[Records from a collection]
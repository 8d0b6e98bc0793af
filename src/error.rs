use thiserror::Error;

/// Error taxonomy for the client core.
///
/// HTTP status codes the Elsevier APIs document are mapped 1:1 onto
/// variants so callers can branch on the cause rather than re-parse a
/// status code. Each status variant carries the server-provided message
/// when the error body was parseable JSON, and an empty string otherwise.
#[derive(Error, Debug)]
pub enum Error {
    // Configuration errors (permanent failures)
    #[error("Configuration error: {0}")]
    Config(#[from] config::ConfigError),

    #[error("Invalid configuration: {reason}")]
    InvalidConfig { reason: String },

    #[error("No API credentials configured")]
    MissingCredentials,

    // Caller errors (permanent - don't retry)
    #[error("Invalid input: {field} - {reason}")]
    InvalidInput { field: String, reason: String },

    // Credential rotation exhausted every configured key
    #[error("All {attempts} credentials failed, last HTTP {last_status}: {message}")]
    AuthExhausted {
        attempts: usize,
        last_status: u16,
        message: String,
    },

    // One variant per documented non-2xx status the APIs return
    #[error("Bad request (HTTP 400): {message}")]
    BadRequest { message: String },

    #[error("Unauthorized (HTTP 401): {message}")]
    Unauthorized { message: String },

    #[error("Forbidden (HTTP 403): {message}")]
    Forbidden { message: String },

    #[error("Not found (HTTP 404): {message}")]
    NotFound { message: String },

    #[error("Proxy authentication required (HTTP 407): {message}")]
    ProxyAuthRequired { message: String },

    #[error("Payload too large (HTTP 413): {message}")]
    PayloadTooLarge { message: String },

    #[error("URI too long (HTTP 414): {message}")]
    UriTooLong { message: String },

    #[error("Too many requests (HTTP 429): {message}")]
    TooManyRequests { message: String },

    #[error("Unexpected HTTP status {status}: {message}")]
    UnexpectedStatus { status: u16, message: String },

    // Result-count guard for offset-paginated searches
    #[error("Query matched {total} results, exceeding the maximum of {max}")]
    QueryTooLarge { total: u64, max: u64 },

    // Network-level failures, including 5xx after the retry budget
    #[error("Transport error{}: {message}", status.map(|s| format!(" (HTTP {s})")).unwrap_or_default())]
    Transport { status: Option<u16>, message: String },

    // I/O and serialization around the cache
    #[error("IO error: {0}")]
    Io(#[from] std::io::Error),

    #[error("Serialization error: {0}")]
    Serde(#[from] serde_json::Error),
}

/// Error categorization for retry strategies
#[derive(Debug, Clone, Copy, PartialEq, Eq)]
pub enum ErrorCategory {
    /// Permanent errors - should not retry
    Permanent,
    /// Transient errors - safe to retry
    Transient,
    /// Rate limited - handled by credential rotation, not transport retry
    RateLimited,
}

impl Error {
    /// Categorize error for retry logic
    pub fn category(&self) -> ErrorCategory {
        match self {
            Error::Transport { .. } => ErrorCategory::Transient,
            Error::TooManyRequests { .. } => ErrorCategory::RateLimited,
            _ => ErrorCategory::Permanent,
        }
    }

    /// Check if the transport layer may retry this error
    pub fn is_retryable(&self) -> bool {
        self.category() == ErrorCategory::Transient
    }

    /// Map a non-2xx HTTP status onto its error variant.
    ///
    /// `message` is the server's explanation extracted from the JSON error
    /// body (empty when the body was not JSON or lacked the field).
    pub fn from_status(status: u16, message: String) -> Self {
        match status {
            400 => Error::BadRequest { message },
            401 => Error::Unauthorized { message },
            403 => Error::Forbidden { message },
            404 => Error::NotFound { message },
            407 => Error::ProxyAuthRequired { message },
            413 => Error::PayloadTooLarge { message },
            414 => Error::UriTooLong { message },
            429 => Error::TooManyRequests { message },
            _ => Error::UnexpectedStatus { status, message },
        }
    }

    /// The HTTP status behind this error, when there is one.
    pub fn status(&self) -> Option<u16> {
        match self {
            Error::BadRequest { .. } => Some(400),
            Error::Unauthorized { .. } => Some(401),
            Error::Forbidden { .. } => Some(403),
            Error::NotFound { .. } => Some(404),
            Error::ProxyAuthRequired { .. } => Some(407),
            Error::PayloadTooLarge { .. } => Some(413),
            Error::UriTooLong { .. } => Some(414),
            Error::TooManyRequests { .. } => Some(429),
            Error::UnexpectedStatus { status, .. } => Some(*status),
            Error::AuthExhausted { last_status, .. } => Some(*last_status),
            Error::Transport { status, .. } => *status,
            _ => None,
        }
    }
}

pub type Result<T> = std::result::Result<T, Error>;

Work instructions: Among the records above, find the lines that contain "PayloadTooLarge" and copy every one.

Output for this task:
    PayloadTooLarge { message: String },
            413 => Error::PayloadTooLarge { message },
            Error::PayloadTooLarge { .. } => Some(413),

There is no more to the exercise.